**Exercise prompt:**
Below are some records; output all of them exactly as they read.

• • •

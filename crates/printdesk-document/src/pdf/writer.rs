// SPDX-License-Identifier: PMPL-1.0-or-later
// Copyright (c) 2026 Jonathan D.A. Jewell (hyperpolymath) <jonathan.jewell@open.ac.uk>
//
// PDF writer: wraps one scanned raster in a single-page PDF using `printpdf` 0.8.
//
// The page is sized to the image at a fixed resolution, so a 2550x3300 px
// capture at 300 DPI becomes an 8.5x11 in page with the image edge to edge.

use image::DynamicImage;
use printpdf::{
    Mm, Op, PdfDocument, PdfPage, PdfSaveOptions, PdfWarnMsg, Pt, RawImage, RawImageData,
    RawImageFormat, XObjectTransform,
};
use tracing::{debug, instrument, warn};

/// Resolution scanned pages are written at.
pub const SCAN_DPI: f32 = 300.0;

const MM_PER_INCH: f32 = 25.4;

/// Builds single-page PDFs from scanned images.
#[derive(Debug, Clone, Copy)]
pub struct ScanPdfWriter {
    dpi: f32,
}

impl Default for ScanPdfWriter {
    fn default() -> Self {
        Self { dpi: SCAN_DPI }
    }
}

impl ScanPdfWriter {
    pub fn dpi(&self) -> f32 {
        self.dpi
    }

    /// Page size for an image of `width` x `height` pixels.
    pub fn page_size(&self, width: u32, height: u32) -> (Mm, Mm) {
        (
            Mm(width as f32 / self.dpi * MM_PER_INCH),
            Mm(height as f32 / self.dpi * MM_PER_INCH),
        )
    }

    /// Serialise `image` as a one-page PDF titled `title`.
    #[instrument(skip(self, image), fields(width = image.width(), height = image.height()))]
    pub fn render(&self, image: &DynamicImage, title: &str) -> Vec<u8> {
        let (page_w, page_h) = self.page_size(image.width(), image.height());

        let rgb = image.to_rgb8();
        let raw = RawImage {
            width: rgb.width() as usize,
            height: rgb.height() as usize,
            pixels: RawImageData::U8(rgb.into_raw()),
            data_format: RawImageFormat::RGB8,
            tag: Vec::new(),
        };

        let mut doc = PdfDocument::new(title);
        let xobject_id = doc.add_image(&raw);

        let ops = vec![Op::UseXobject {
            id: xobject_id,
            transform: XObjectTransform {
                translate_x: Some(Pt(0.0)),
                translate_y: Some(Pt(0.0)),
                scale_x: Some(1.0),
                scale_y: Some(1.0),
                dpi: Some(self.dpi),
                rotate: None,
            },
        }];

        doc.with_pages(vec![PdfPage::new(page_w, page_h, ops)]);

        let mut warnings: Vec<PdfWarnMsg> = Vec::new();
        let bytes = doc.save(&PdfSaveOptions::default(), &mut warnings);
        if !warnings.is_empty() {
            warn!(count = warnings.len(), "printpdf reported warnings");
        }
        debug!(
            page_w_mm = page_w.0,
            page_h_mm = page_h.0,
            bytes = bytes.len(),
            "scan page written"
        );
        bytes
    }
}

• • •

**Result of the exercise:**
filename crates/printdesk-document/src/pdf/writer.rs
// SPDX-License-Identifier: PMPL-1.0-or-later
// Copyright (c) 2026 Jonathan D.A. Jewell (hyperpolymath) <jonathan.jewell@open.ac.uk>
//
// PDF writer: wraps one scanned raster in a single-page PDF using `printpdf` 0.8.
//
// The page is sized to the image at a fixed resolution, so a 2550x3300 px
// capture at 300 DPI becomes an 8.5x11 in page with the image edge to edge.

use image::DynamicImage;
use printpdf::{
    Mm, Op, PdfDocument, PdfPage, PdfSaveOptions, PdfWarnMsg, Pt, RawImage, RawImageData,
    RawImageFormat, XObjectTransform,
};
use tracing::{debug, instrument, warn};

/// Resolution scanned pages are written at.
pub const SCAN_DPI: f32 = 300.0;

const MM_PER_INCH: f32 = 25.4;

/// Builds single-page PDFs from scanned images.
#[derive(Debug, Clone, Copy)]
pub struct ScanPdfWriter {
    dpi: f32,
}

impl Default for ScanPdfWriter {
    fn default() -> Self {
        Self { dpi: SCAN_DPI }
    }
}

impl ScanPdfWriter {
    pub fn dpi(&self) -> f32 {
        self.dpi
    }

    /// Page size for an image of `width` x `height` pixels.
    pub fn page_size(&self, width: u32, height: u32) -> (Mm, Mm) {
        (
            Mm(width as f32 / self.dpi * MM_PER_INCH),
            Mm(height as f32 / self.dpi * MM_PER_INCH),
        )
    }

    /// Serialise `image` as a one-page PDF titled `title`.
    #[instrument(skip(self, image), fields(width = image.width(), height = image.height()))]
    pub fn render(&self, image: &DynamicImage, title: &str) -> Vec<u8> {
        let (page_w, page_h) = self.page_size(image.width(), image.height());

        let rgb = image.to_rgb8();
        let raw = RawImage {
            width: rgb.width() as usize,
            height: rgb.height() as usize,
            pixels: RawImageData::U8(rgb.into_raw()),
            data_format: RawImageFormat::RGB8,
            tag: Vec::new(),
        };

        let mut doc = PdfDocument::new(title);
        let xobject_id = doc.add_image(&raw);

        let ops = vec![Op::UseXobject {
            id: xobject_id,
            transform: XObjectTransform {
                translate_x: Some(Pt(0.0)),
                translate_y: Some(Pt(0.0)),
                scale_x: Some(1.0),
                scale_y: Some(1.0),
                dpi: Some(self.dpi),
                rotate: None,
            },
        }];

        doc.with_pages(vec![PdfPage::new(page_w, page_h, ops)]);

        let mut warnings: Vec<PdfWarnMsg> = Vec::new();
        let bytes = doc.save(&PdfSaveOptions::default(), &mut warnings);
        if !warnings.is_empty() {
            warn!(count = warnings.len(), "printpdf reported warnings");
        }
        debug!(
            page_w_mm = page_w.0,
            page_h_mm = page_h.0,
            bytes = bytes.len(),
            "scan page written"
        );
        bytes
    }
}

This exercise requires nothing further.